Task item: What is needed here is an exact repetition of the records below, beginning at the line that has "tracing::debug!(slide = i" and stopping after the line that has "in the directory.".

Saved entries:
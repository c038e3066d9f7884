use std::path::{Path, PathBuf};
use std::sync::Arc;

use rand::Rng;
use rand::seq::SliceRandom;

use crate::foundation::error::{SlidecastError, SlidecastResult};

const FONT_EXTENSIONS: [&str; 2] = ["ttf", "otf"];

/// Font files available for slide text, scanned once per batch.
#[derive(Clone, Debug, Default, PartialEq, Eq)]
pub struct FontPool {
    fonts: Vec<PathBuf>,
}

impl FontPool {
    /// Collect `.ttf`/`.otf` files in `dir`, sorted by name. A missing directory gives an empty
    /// pool; rendering any text with it fails later.
    pub fn scan(dir: &Path) -> Self {
        let fonts = list_font_files(dir);
        if fonts.is_empty() {
            tracing::warn!(path = %dir.display(), "no fonts found");
        }
        Self { fonts }
    }

    /// Pool from explicit paths.
    pub fn from_paths(fonts: Vec<PathBuf>) -> Self {
        Self { fonts }
    }

    /// Font files in the pool.
    pub fn paths(&self) -> &[PathBuf] {
        &self.fonts
    }

    /// Pick one font at random.
    pub fn pick<R: Rng + ?Sized>(&self, rng: &mut R) -> SlidecastResult<&Path> {
        self.fonts
            .choose(rng)
            .map(PathBuf::as_path)
            .ok_or_else(|| SlidecastError::font("font pool is empty"))
    }
}

/// One font path per slide.
///
/// With `consistent` every slide gets the same randomly chosen font; otherwise each slide draws
/// its own. An empty pool is fatal unless there are no slides.
pub fn choose_slide_fonts<R: Rng + ?Sized>(
    pool: &FontPool,
    slide_count: usize,
    consistent: bool,
    rng: &mut R,
) -> SlidecastResult<Vec<PathBuf>> {
    if slide_count == 0 {
        return Ok(Vec::new());
    }
    if consistent {
        let font = pool.pick(rng)?.to_path_buf();
        tracing::debug!(font = %font.display(), "using one font for the whole scenario");
        return Ok(vec![font; slide_count]);
    }
    (0..slide_count)
        .map(|i| {
            let font = pool.pick(rng)?.to_path_buf();
            tracing::debug!(slide = i + 1, font = %font.display(), "picked slide font");
            Ok(font)
        })
        .collect()
}

/// Locate the emoji font.
///
/// A configured name must exist in `dir`; without one the first `*Noto*Emoji*` font wins, then any
/// font in the directory.
pub fn find_emoji_font(dir: &Path, configured: Option<&str>) -> Option<PathBuf> {
    if let Some(name) = configured {
        let p = dir.join(name);
        if p.is_file() {
            return Some(p);
        }
        tracing::warn!(path = %p.display(), "configured emoji font not found");
        return None;
    }
    let fonts = list_font_files(dir);
    fonts
        .iter()
        .find(|p| {
            let name = p
                .file_name()
                .and_then(|s| s.to_str())
                .unwrap_or_default()
                .to_ascii_lowercase();
            name.contains("noto") && name.contains("emoji")
        })
        .or_else(|| fonts.first())
        .cloned()
}

/// Font file contents.
#[derive(Clone, Debug)]
pub struct LoadedFont {
    /// Source path.
    pub path: PathBuf,
    /// Raw font bytes.
    pub bytes: Arc<Vec<u8>>,
}

impl LoadedFont {
    /// Read a font file; failure is a font error.
    pub fn load(path: &Path) -> SlidecastResult<Self> {
        let bytes = std::fs::read(path).map_err(|e| {
            SlidecastError::font(format!("failed to read font '{}': {e}", path.display()))
        })?;
        if bytes.is_empty() {
            return Err(SlidecastError::font(format!(
                "font file '{}' is empty",
                path.display()
            )));
        }
        Ok(Self {
            path: path.to_path_buf(),
            bytes: Arc::new(bytes),
        })
    }
}

fn list_font_files(dir: &Path) -> Vec<PathBuf> {
    let Ok(rd) = std::fs::read_dir(dir) else {
        return Vec::new();
    };
    let mut out: Vec<PathBuf> = rd
        .flatten()
        .map(|e| e.path())
        .filter(|p| {
            p.is_file()
                && p.extension()
                    .and_then(|s| s.to_str())
                    .is_some_and(|ext| {
                        FONT_EXTENSIONS
                            .iter()
                            .any(|want| ext.eq_ignore_ascii_case(want))
                    })
        })
        .collect();
    out.sort();
    out
}

#[cfg(test)]
#[path = "../../tests/unit/text/fonts.rs"]
mod tests;
impl ScenarioRenderer {
    /// Prepare a renderer for `project`, resolving its directories against `root`.
    pub fn new(project: &ProjectConfig, root: &Path, force: bool) -> SlidecastResult<Self> {
        let paths = project.paths(root);
        let pools = AssetPools::load(&paths, &project.video)?;
        Self::with_pools(project, paths, pools, force)
    }

    /// Renderer over already scanned asset pools.
    pub fn with_pools(
        project: &ProjectConfig,
        paths: ProjectPaths,
        pools: AssetPools,
        force: bool,
    ) -> SlidecastResult<Self> {
        project.video.validate()?;
        let canvas = project.video.canvas()?;
        let fps = project.video.fps()?;
        let seed = project.seed.unwrap_or_else(rand::random);
        tracing::debug!(
            width = canvas.width,
            height = canvas.height,
            quality = project.video.quality,
            font_size = project.video.scaled_font_size(),
            seed,
            "render settings"
        );
        Ok(Self {
            config: project.video.clone(),
            paths,
            pools,
            canvas,
            fps,
            seed,
            force,
        })
    }

    /// Resolved project directories.
    pub fn paths(&self) -> &ProjectPaths {
        &self.paths
    }

    /// Output frame size.
    pub fn canvas(&self) -> Canvas {
        self.canvas
    }

    /// Deterministic output location for scenario `id`.
    pub fn output_path(&self, id: &str) -> PathBuf {
        self.paths.output_videos.join(format!("{id}.mp4"))
    }

    /// Seeded RNG for one scenario; font choice and emoji angles draw from it in that order.
    pub fn rng_for(&self, id: &str) -> StdRng {
        StdRng::seed_from_u64(scenario_seed(self.seed, id))
    }

    /// Narration-aware schedule of `file`.
    pub fn schedule_for(&self, file: &ScenarioFile) -> SlidecastResult<Schedule> {
        file.scenario.validate()?;
        let narration = self.load_narration(file);
        build_schedule(
            &file.scenario.slides,
            &clip_durations(&narration),
            &self.config.timing,
        )
    }

    fn load_narration(&self, file: &ScenarioFile) -> Vec<Option<Arc<AudioPcm>>> {
        load_scenario_narration(
            &self.paths.voice_lines,
            &file.id,
            file.scenario.slides.len(),
            &self.config.audio,
        )
    }

    /// Resolve timing, fonts, backgrounds and music for `file`.
    pub fn plan(&self, file: &ScenarioFile, rng: &mut StdRng) -> SlidecastResult<ScenarioPlan> {
        let scenario = &file.scenario;
        scenario.validate()?;

        let narration = self.load_narration(file);
        let schedule = build_schedule(
            &scenario.slides,
            &clip_durations(&narration),
            &self.config.timing,
        )?;
        let slide_fonts = choose_slide_fonts(
            &self.pools.fonts,
            scenario.slides.len(),
            self.config.use_consistent_font,
            rng,
        )?;

        let video = scenario
            .video
            .as_deref()
            .and_then(|name| self.pools.videos.resolve_logged("video", name));
        let image = scenario
            .background_image
            .as_deref()
            .map(|name| self.paths.images.join(name));
        if video.is_none() && image.is_none() {
            tracing::warn!(scenario = %file.id, "no background video or image, using solid color");
        }
        let slide_images = scenario
            .slides
            .iter()
            .map(|s| s.background_image.as_deref().map(|n| self.paths.images.join(n)))
            .collect();

        let music = match scenario.music.as_deref() {
            Some(name) => self.pools.music.resolve_logged("music", name),
            None => None,
        };
        if music.is_none() {
            tracing::warn!(scenario = %file.id, "no music resolved, bed is silent");
        }

        Ok(ScenarioPlan {
            schedule,
            narration,
            slide_fonts,
            background: BackgroundPlan {
                video,
                image,
                slide_images,
            },
            music,
        })
    }

    /// Rasterize one overlay per slide.
    pub fn build_overlays(
        &self,
        file: &ScenarioFile,
        plan: &ScenarioPlan,
        rng: &mut StdRng,
    ) -> SlidecastResult<Vec<Option<Overlay>>> {
        let mut builder =
            OverlayBuilder::new(&self.config, self.canvas, self.pools.emoji_font.as_deref());
        file.scenario
            .slides
            .iter()
            .zip(&plan.slide_fonts)
            .enumerate()
            .map(|(i, (slide, font))| builder.build_slide(i + 1, slide, font, rng))
            .collect()
    }

    /// Master audio track for `plan`, interleaved stereo at [`MIX_SAMPLE_RATE`].
    pub fn mix_audio(&self, plan: &ScenarioPlan) -> SlidecastResult<Vec<f32>> {
        let music = plan.music.as_deref().and_then(|path| {
            match decode_audio_f32_stereo(path, MIX_SAMPLE_RATE) {
                Ok(pcm) if pcm.frames() > 0 => Some(Arc::new(pcm)),
                Ok(_) => {
                    tracing::warn!(path = %path.display(), "music has no audio, bed is silent");
                    None
                }
                Err(err) => {
                    tracing::warn!(path = %path.display(), %err, "music unreadable, bed is silent");
                    None
                }
            }
        });
        let manifest = build_audio_manifest(
            &plan.schedule,
            &plan.narration,
            music,
            self.config.background_music_volume,
            self.config.voice_narration_volume,
        )?;
        Ok(mix_manifest(&manifest))
    }

    /// Composite every frame of `plan` into `sink`. Returns the number of frames pushed.
    pub fn compose(
        &self,
        plan: &ScenarioPlan,
        overlays: &[Option<Overlay>],
        sink: &mut dyn FrameSink,
        audio: Option<AudioInputConfig>,
    ) -> SlidecastResult<u64> {
        let color = self.config.background_color;
        let mut track = BackgroundTrack::open(
            &plan.background,
            self.canvas,
            self.fps,
            Rgba8Premul::from_straight_rgba(color[0], color[1], color[2], color[3]),
        );
        let frames = plan.schedule.frame_count(self.fps);

        sink.begin(SinkConfig {
            width: self.canvas.width,
            height: self.canvas.height,
            fps: self.fps,
            audio,
        })?;
        let mut frame = FrameRGBA::filled(self.canvas, Rgba8Premul::transparent());
        for idx in 0..frames {
            let t = self.fps.frames_to_secs(idx);
            track.next_frame_into(t, &plan.schedule, &mut frame.data);
            if let Some(seg) = plan.schedule.segment_at(t)
                && let Some(Some(overlay)) = overlays.get(seg.slide_index)
            {
                blit_overlay(&mut frame, overlay)?;
            }
            sink.push_frame(idx, &frame)?;
        }
        sink.end()?;
        Ok(frames)
    }

    /// Render the scenario at `path` to its output video and mark it processed.
    ///
    /// Any error leaves the document untouched and removes partial output.
    #[tracing::instrument(skip_all, fields(scenario = %path.display()))]
    pub fn render(&self, path: &Path) -> SlidecastResult<ScenarioOutcome> {
        let mut file = ScenarioFile::load(path)?;
        let output = self.output_path(&file.id);

        let state = RenderState::from_persisted(file.scenario.has_video);
        match advance(state, RenderEvent::Begin { force: self.force })? {
            Transition::Skip => {
                tracing::info!(output = %output.display(), "already processed, skipping");
                return Ok(ScenarioOutcome::Skipped { output });
            }
            Transition::To(_) => {}
        }

        let claim = OutputClaim::acquire(&output)?;
        let frames = match self.render_claimed(&file, &claim) {
            Ok(frames) => frames,
            Err(err) => {
                if let Transition::To(state) = advance(RenderState::Rendering, RenderEvent::Fail)? {
                    tracing::debug!(?state, "scenario left unprocessed");
                }
                return Err(err);
            }
        };

        claim.confirm(&output)?;
        if let Transition::To(done) = advance(RenderState::Rendering, RenderEvent::OutputConfirmed)?
            && let Some(flag) = done.persisted_flag()
        {
            file.scenario.has_video = flag;
            file.save()?;
        }
        tracing::info!(output = %output.display(), frames, "rendered");
        Ok(ScenarioOutcome::Rendered { output, frames })
    }

    fn render_claimed(&self, file: &ScenarioFile, claim: &OutputClaim) -> SlidecastResult<u64> {
        let mut rng = self.rng_for(&file.id);
        let plan = self.plan(file, &mut rng)?;
        let overlays = self.build_overlays(file, &plan, &mut rng)?;

        let mixed = self.mix_audio(&plan)?;
        write_mix_to_f32le_file(&mixed, &claim.audio)?;
        let audio = AudioInputConfig {
            path: claim.audio.clone(),
            sample_rate: MIX_SAMPLE_RATE,
            channels: 2,
        };

        let mut opts = FfmpegSinkOpts::new(&claim.partial, &self.config.encode);
        opts.bg_rgba = self.config.background_color;
        let mut sink = FfmpegSink::new(opts);
        self.compose(&plan, &overlays, &mut sink, Some(audio))
    }
}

Result for this exercise:
            tracing::debug!(slide = i + 1, font = %font.display(), "picked slide font");
            Ok(font)
        })
        .collect()
}

/// Locate the emoji font.
///
/// A configured name must exist in `dir`; without one the first `*Noto*Emoji*` font wins, then any
/// font in the directory.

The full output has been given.